I use different colors for different scenes, so I can keep them straight in my ring binder. If a scene’s in “Tropical Blue,” I’ll use “Fireball” for scribbling comments in the margin. (Fireball, a bright orangey red, is good for note scribbling no matter what other colors are in play.)

When I’m  not writing, the folded-up paper towel is just a coaster for my morning tea mug and my evening beer stein. It collects tea stains. Tea stains are the pale brown blotches in the lower left. They don’t exactly catch a person’s eye.

candleAnother sign that writing is going on: spent matches collect around the blotter. This is because I light a candle or two when I’m writing. While the candle burns, I write. I don’t do dishes or download email or (candles and pens forbid) check out Facebook.

This is my favorite candle holder. I bought the grappa at the suggestion of the late Lisa A. Barnett (1958–2006), science fiction writer, theater editor, and all-round wry and brilliant person. After one swallow of grappa, I swore off it for life. I used the rest of the bottle to pour libation for Lisa on the first anniversary of her death, and it’s been a candle holder ever since.

What I’m working on is my second novel, tentatively titled The Squatters’ Speakeasy. Squatters popped into my head almost exactly 10 years ago, in April 2003, as an idea and a scene. The idea was that a bunch of musicians, artists, and free-floating misfits take over a Vineyard trophy house and turn it into a speakeasy. The scene was two archers on a deserted roadside not far from South Beach in Edgartown. While I watched, they came out of the woods, ducked back when a car passed, then one of them drew his bow, took aim, and shot an arrow into the terminal O of a Monticello Real Estate sign.

No, Monticello Real Estate does not exist on real-time Martha’s Vineyard. Yes, the scenario has wish-fulfillment all over it. Vineyarders appropriating a seasonal monster house for year-round creative use? A speakeasy inspired by the late, great Wintertide Coffeehouse? Two anonymous archers — it wasn’t till this spring that I learned who they were — talking back to a particularly snooty real estate company? And all this barely a year and a half after 9/11, when such talking back was bound to be called terrorism?

Over the years I played with the idea and the scene. I learned that Squatters takes place 10 or 12 years after The Mud of the Place and on the same alternate Martha’s Vineyard; it involves some of the same characters and has a lot to do with housing. But for a host of reasons, it never took off. Until spring 2010, I had a horse. Between horsekeeping and editing full-time, I had little energy for writing. The Mud of the Place was published in December 2008 and pretty much sank without a trace, so why even think about writing another novel? Etc., etc., etc.
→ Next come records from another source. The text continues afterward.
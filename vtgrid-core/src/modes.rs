//! Terminal mode flags
//!
//! ANSI modes (SM/RM) and the DEC private modes (DECSET/DECRST) that only
//! flip a flag. Modes with side effects on the screen (origin, alternate
//! buffer, reverse video) are applied by the screen, which records the flag
//! here as well.

use serde::{Deserialize, Serialize};

/// Terminal mode flags
#[derive(Debug, Clone, PartialEq, Eq, Serialize, Deserialize)]
pub struct Modes {
    /// Insert mode (IRM) - characters shift right instead of overwriting
    pub insert_mode: bool,
    /// Automatic newline mode (LNM) - LF also does CR
    pub linefeed_mode: bool,
    /// DECCKM - Cursor key mode (application vs normal)
    pub cursor_keys_application: bool,
    /// DECSCNM - Reverse video mode
    pub reverse_video: bool,
    /// DECOM - Origin mode (cursor relative to scroll region)
    pub origin_mode: bool,
    /// DECAWM - Auto-wrap mode
    pub auto_wrap: bool,
    /// DECTCEM - Cursor visible
    pub cursor_visible: bool,
    /// Cursor blink (mode 12, also set by DECSCUSR)
    pub cursor_blink: bool,
    /// DECKPAM/DECKPNM
    pub application_keypad: bool,
    /// Bracketed paste (mode 2004)
    pub bracketed_paste: bool,
    /// Synchronized output (mode 2026)
    pub synchronized_output: bool,
    /// Alternate screen buffer active
    pub alternate_screen: bool,
}

impl Modes {
    pub fn new() -> Self {
        Self {
            insert_mode: false,
            linefeed_mode: false,
            cursor_keys_application: false,
            reverse_video: false,
            origin_mode: false,
            auto_wrap: true,
            cursor_visible: true,
            cursor_blink: true,
            application_keypad: false,
            bracketed_paste: false,
            synchronized_output: false,
            alternate_screen: false,
        }
    }

    pub fn reset(&mut self) {
        *self = Self::new();
    }

    /// Set a DEC private mode by number; returns false if unknown
    pub fn set_dec_mode(&mut self, mode: u16, value: bool) -> bool {
        match mode {
            1 => self.cursor_keys_application = value,
            5 => self.reverse_video = value,
            6 => self.origin_mode = value,
            7 => self.auto_wrap = value,
            12 => self.cursor_blink = value,
            25 => self.cursor_visible = value,
            47 | 1047 | 1049 => self.alternate_screen = value,
            2004 => self.bracketed_paste = value,
            2026 => self.synchronized_output = value,
            _ => {
                log::debug!("Unknown DEC private mode: {}", mode);
                return false;
            }
        }
        true
    }

    /// Get a DEC private mode by number, None if unknown
    pub fn dec_mode(&self, mode: u16) -> Option<bool> {
        Some(match mode {
            1 => self.cursor_keys_application,
            5 => self.reverse_video,
            6 => self.origin_mode,
            7 => self.auto_wrap,
            12 => self.cursor_blink,
            25 => self.cursor_visible,
            47 | 1047 | 1049 => self.alternate_screen,
            2004 => self.bracketed_paste,
            2026 => self.synchronized_output,
            _ => return None,
        })
    }

    /// Set a standard (non-DEC) mode by number; returns false if unknown
    pub fn set_mode(&mut self, mode: u16, value: bool) -> bool {
        match mode {
            4 => self.insert_mode = value,
            20 => self.linefeed_mode = value,
            _ => {
                log::debug!("Unknown standard mode: {}", mode);
                return false;
            }
        }
        true
    }
}

impl Default for Modes {
    fn default() -> Self {
        Self::new()
    }
}

#[cfg(test)]
mod tests {
    use super::*;

    #[test]
    fn test_modes_default() {
        let modes = Modes::new();
        assert!(modes.auto_wrap);
        assert!(modes.cursor_visible);
        assert!(!modes.alternate_screen);
        assert!(!modes.insert_mode);
    }

    #[test]
    fn test_set_dec_mode() {
        let mut modes = Modes::new();
        assert!(modes.set_dec_mode(25, false));
        assert!(!modes.cursor_visible);
        assert!(modes.set_dec_mode(2004, true));
        assert_eq!(modes.dec_mode(2004), Some(true));
        assert!(!modes.set_dec_mode(9999, true));
        assert_eq!(modes.dec_mode(9999), None);
    }

    #[test]
    fn test_set_mode() {
        let mut modes = Modes::new();
        assert!(modes.set_mode(4, true));
        assert!(modes.insert_mode);
        assert!(modes.set_mode(20, true));
        assert!(modes.linefeed_mode);
        assert!(!modes.set_mode(3, true));
    }

    #[test]
    fn test_modes_reset() {
        let mut modes = Modes::new();
        modes.cursor_visible = false;
        modes.auto_wrap = false;
        modes.reset();
        assert!(modes.cursor_visible);
        assert!(modes.auto_wrap);
    }
}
You’ll notice, though, that the URL for From the Seasonally Occupied Territories, started in July 2011, is http://squattersspeakeasy.com. “Squatters’ speakeasy” was a vision, a state of mind, as well as a working title, and this blog was part of it from the get-go.

So can I keep both the blog and the novel going at the same time? At first I thought not: one of them was bound to suffer. Then it dawned on me that writing a(nother) novel about Martha’s Vineyard is part of my year-round Vineyard life. The Vineyard is this big hunk of sheep’s wool (or maybe malamute fur) that I’m trying to spin into a narrative thread or two or three. Maybe I could blog about the writing?

Many writers, including me, love to talk about writing. There are blogs galore devoted to all aspects of writing. Whether anyone besides writers, aspiring writers, and artists in other media pay any attention is an open question. In short, I don’t want to bore the pants off you regular and irregular readers who aren’t especially interested in writers talking about writing — so don’t worry: I’ll blog about spring and summer and Travvy and license plates and how the roundabout is working out, as well as about what the squatters are up to.

Stick around, guys. This could get interesting.

My tool table: candles, pens, ink bottles, blotter.

My tool table: candles, pens, ink bottles, blotter.